[Supplied material — start]

// crates/dht-eval-core/src/runtime/mod.rs
// ============================================================================
// Module: DHT Eval Runtime
// Description: Pipeline stages that turn benchmark runs into result tables.
// Purpose: Locate runs, summarize samples, merge tables, and shape reports.
// Dependencies: crate::{core, interfaces}, regex, tracing
// ============================================================================

//! ## Overview
//! Runtime modules implement the evaluation stages in pipeline order:
//! [`locator`], [`aggregate`], [`merge`], and [`report`], driven end to end by
//! [`pipeline::evaluate`]. [`source`] holds an in-memory sample source for
//! tests and demos.

// ============================================================================
// SECTION: Submodules
// ============================================================================

pub mod aggregate;
pub mod locator;
pub mod merge;
pub mod pipeline;
pub mod report;
pub mod source;

// ============================================================================
// SECTION: Re-Exports
// ============================================================================

pub use aggregate::AggregateError;
pub use aggregate::ColumnSummary;
pub use aggregate::percentile;
pub use aggregate::summarize;
pub use locator::LocatedRun;
pub use locator::LocatorError;
pub use locator::RunFilePattern;
pub use locator::locate_runs;
pub use merge::MergeError;
pub use merge::merge_snapshots;
pub use merge::merge_tables;
pub use pipeline::EvaluationOptions;
pub use pipeline::PipelineError;
pub use pipeline::evaluate;
pub use report::FacetLayout;
pub use report::FacetPanel;
pub use report::FacetSeries;
pub use report::latency_fixed_layout;
pub use report::nodes_fixed_layout;
pub use source::InMemorySampleSource;
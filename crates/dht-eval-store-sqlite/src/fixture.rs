// crates/dht-eval-store-sqlite/src/fixture.rs
// ============================================================================
// Module: Benchmark Database Fixture Writer
// Description: Writes benchmark run databases with the measurement schema.
// Purpose: Produce deterministic run databases for tests and demos.
// Dependencies: rusqlite, thiserror
// ============================================================================

//! ## Overview
//! [`BenchmarkDbWriter`] creates the three measurement tables read by
//! [`crate::SqliteSampleSource`] and appends rows to them. Row ids are
//! assigned by `SQLite` in insertion order, starting at 1, which is what the
//! row window selects on. Synthetic rows are a deterministic function of the
//! row index so repeated runs produce identical files.

// ============================================================================
// SECTION: Imports
// ============================================================================

use std::path::Path;
use std::path::PathBuf;

use rusqlite::Connection;
use rusqlite::params;
use thiserror::Error;

// ============================================================================
// SECTION: Schema
// ============================================================================

/// Measurement tables, one row per benchmark operation.
const SCHEMA_SQL: &str = "
CREATE TABLE IF NOT EXISTS CLIENT_STORE_GET (
    time_store_chunk REAL NOT NULL,
    time_fetch_addr REAL NOT NULL,
    time_fetch_nonce REAL NOT NULL,
    time_fetch_chunk REAL NOT NULL
);
CREATE TABLE IF NOT EXISTS STORE_CHUNK (
    time_total_rpc_store REAL NOT NULL,
    time_fetch_policy REAL NOT NULL,
    time_check_chunk_valid REAL NOT NULL,
    time_db_store_chunk REAL NOT NULL
);
CREATE TABLE IF NOT EXISTS QUERY_CHUNK_LOCAL (
    time_total_local_query REAL NOT NULL,
    time_check_token_valid REAL NOT NULL,
    time_fetch_policy REAL NOT NULL,
    time_check_access_valid REAL NOT NULL,
    time_db_get_chunk REAL NOT NULL
);";

/// Appends one client row.
const INSERT_CLIENT_SQL: &str = "INSERT INTO CLIENT_STORE_GET (time_store_chunk, \
                                 time_fetch_addr, time_fetch_nonce, time_fetch_chunk) VALUES \
                                 (?1, ?2, ?3, ?4)";
/// Appends one store breakdown row.
const INSERT_STORE_SQL: &str = "INSERT INTO STORE_CHUNK (time_total_rpc_store, \
                                time_fetch_policy, time_check_chunk_valid, time_db_store_chunk) \
                                VALUES (?1, ?2, ?3, ?4)";
/// Appends one local query breakdown row.
const INSERT_QUERY_SQL: &str = "INSERT INTO QUERY_CHUNK_LOCAL (time_total_local_query, \
                                time_check_token_valid, time_fetch_policy, \
                                time_check_access_valid, time_db_get_chunk) VALUES (?1, ?2, ?3, \
                                ?4, ?5)";

/// Spread of synthetic values is divided into this many steps.
const SYNTHETIC_STEPS: u32 = 1_000;

// ============================================================================
// SECTION: Errors
// ============================================================================

/// Fixture writer errors.
#[derive(Debug, Error, Clone, PartialEq, Eq)]
pub enum FixtureError {
    /// Filesystem error.
    #[error("fixture io error: {0}")]
    Io(String),
    /// `SQLite` engine error.
    #[error("fixture db error: {0}")]
    Db(String),
}

// ============================================================================
// SECTION: Synthetic Rows
// ============================================================================

/// Shape of synthetic latency values.
///
/// Row `i` gets `base_ms + spread_ms * step(i) / 1000`, where `step` walks a
/// fixed permutation of `0 .. 1000`.
#[derive(Debug, Clone, Copy, PartialEq)]
pub struct SyntheticProfile {
    /// Smallest generated latency in milliseconds.
    pub base_ms: f64,
    /// Width of the generated latency range in milliseconds.
    pub spread_ms: f64,
}

impl SyntheticProfile {
    /// Derives a profile that grows with node count and latency.
    #[must_use]
    pub fn for_run(num_nodes: u32, latency: u32) -> Self {
        Self {
            base_ms: f64::from(latency).mul_add(2.0, f64::from(num_nodes.max(1)).log2()),
            spread_ms: f64::from(latency).max(1.0) * 4.0,
        }
    }

    /// Returns the synthetic latency of row `index`.
    #[must_use]
    pub fn value(&self, index: u32) -> f64 {
        let step = index.wrapping_mul(37) % SYNTHETIC_STEPS;
        self.spread_ms.mul_add(f64::from(step) / f64::from(SYNTHETIC_STEPS), self.base_ms)
    }
}

impl Default for SyntheticProfile {
    fn default() -> Self {
        Self {
            base_ms: 1.0,
            spread_ms: 10.0,
        }
    }
}

// ============================================================================
// SECTION: Writer
// ============================================================================

/// Writes benchmark run databases.
#[derive(Debug)]
pub struct BenchmarkDbWriter {
    /// Open read-write connection.
    connection: Connection,
    /// Database file path.
    path: PathBuf,
}

impl BenchmarkDbWriter {
    /// Opens or creates the database at `path` and ensures the schema exists.
    ///
    /// # Errors
    ///
    /// Returns [`FixtureError`] when the file cannot be created or the schema
    /// cannot be applied.
    pub fn create(path: &Path) -> Result<Self, FixtureError> {
        if let Some(parent) = path.parent()
            && !parent.as_os_str().is_empty()
        {
            std::fs::create_dir_all(parent).map_err(|err| FixtureError::Io(err.to_string()))?;
        }
        let connection = Connection::open(path).map_err(|err| FixtureError::Db(err.to_string()))?;
        connection.execute_batch(SCHEMA_SQL).map_err(|err| FixtureError::Db(err.to_string()))?;
        Ok(Self {
            connection,
            path: path.to_path_buf(),
        })
    }

    /// Returns the database file path.
    #[must_use]
    pub fn path(&self) -> &Path {
        &self.path
    }

    /// Appends a client row: store time, then the three get phases.
    ///
    /// # Errors
    ///
    /// Returns [`FixtureError::Db`] when the insert fails.
    pub fn insert_client(&self, row: [f64; 4]) -> Result<(), FixtureError> {
        self.connection
            .execute(INSERT_CLIENT_SQL, params![row[0], row[1], row[2], row[3]])
            .map_err(|err| FixtureError::Db(err.to_string()))?;
        Ok(())
    }

    /// Appends a server-side store breakdown row.
    ///
    /// # Errors
    ///
    /// Returns [`FixtureError::Db`] when the insert fails.
    pub fn insert_store(&self, row: [f64; 4]) -> Result<(), FixtureError> {
        self.connection
            .execute(INSERT_STORE_SQL, params![row[0], row[1], row[2], row[3]])
            .map_err(|err| FixtureError::Db(err.to_string()))?;
        Ok(())
    }

    /// Appends a server-side local query breakdown row.
    ///
    /// # Errors
    ///
    /// Returns [`FixtureError::Db`] when the insert fails.
    pub fn insert_query(&self, row: [f64; 5]) -> Result<(), FixtureError> {
        self.connection
            .execute(INSERT_QUERY_SQL, params![row[0], row[1], row[2], row[3], row[4]])
            .map_err(|err| FixtureError::Db(err.to_string()))?;
        Ok(())
    }

    /// Appends `rows` synthetic rows to every table in one transaction.
    ///
    /// Client get phases split the synthetic value into thirds, so the summed
    /// get latency equals the store latency of the same row. Breakdown phases
    /// are fixed fractions of the total.
    ///
    /// # Errors
    ///
    /// Returns [`FixtureError::Db`] when any insert fails; no rows are kept.
    pub fn write_synthetic(&mut self, rows: u32, profile: SyntheticProfile) -> Result<(), FixtureError> {
        let tx = self.connection.transaction().map_err(|err| FixtureError::Db(err.to_string()))?;
        for index in 0 .. rows {
            let total = profile.value(index);
            let third = total / 3.0;
            tx.execute(INSERT_CLIENT_SQL, params![total, third, third, total - 2.0 * third])
                .map_err(|err| FixtureError::Db(err.to_string()))?;
            tx.execute(INSERT_STORE_SQL, params![total, total * 0.25, total * 0.25, total * 0.5])
                .map_err(|err| FixtureError::Db(err.to_string()))?;
            tx.execute(
                INSERT_QUERY_SQL,
                params![total, total * 0.2, total * 0.2, total * 0.2, total * 0.4],
            )
            .map_err(|err| FixtureError::Db(err.to_string()))?;
        }
        tx.commit().map_err(|err| FixtureError::Db(err.to_string()))
    }
}

// ============================================================================
// SECTION: Tests
// ============================================================================

#[cfg(test)]
mod tests {
    use super::SyntheticProfile;

    #[test]
    fn synthetic_values_stay_within_profile_range() {
        let profile = SyntheticProfile {
            base_ms: 5.0,
            spread_ms: 10.0,
        };
        for index in 0 .. 2_000 {
            let value = profile.value(index);
            assert!((5.0 ..= 15.0).contains(&value));
        }
        assert_eq!(profile.value(0).to_bits(), 5.0_f64.to_bits());
    }

    #[test]
    fn run_profiles_grow_with_latency() {
        let fast = SyntheticProfile::for_run(64, 0);
        let slow = SyntheticProfile::for_run(64, 30);
        assert!(slow.base_ms > fast.base_ms);
        assert!(slow.spread_ms > fast.spread_ms);
    }
}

[Supplied material — finish]

What is expected
Up to and including the line with "and shape reports.", write out the records above exactly, starting from their first line.

Your solution
// crates/dht-eval-core/src/runtime/mod.rs
// ============================================================================
// Module: DHT Eval Runtime
// Description: Pipeline stages that turn benchmark runs into result tables.
// Purpose: Locate runs, summarize samples, merge tables, and shape reports.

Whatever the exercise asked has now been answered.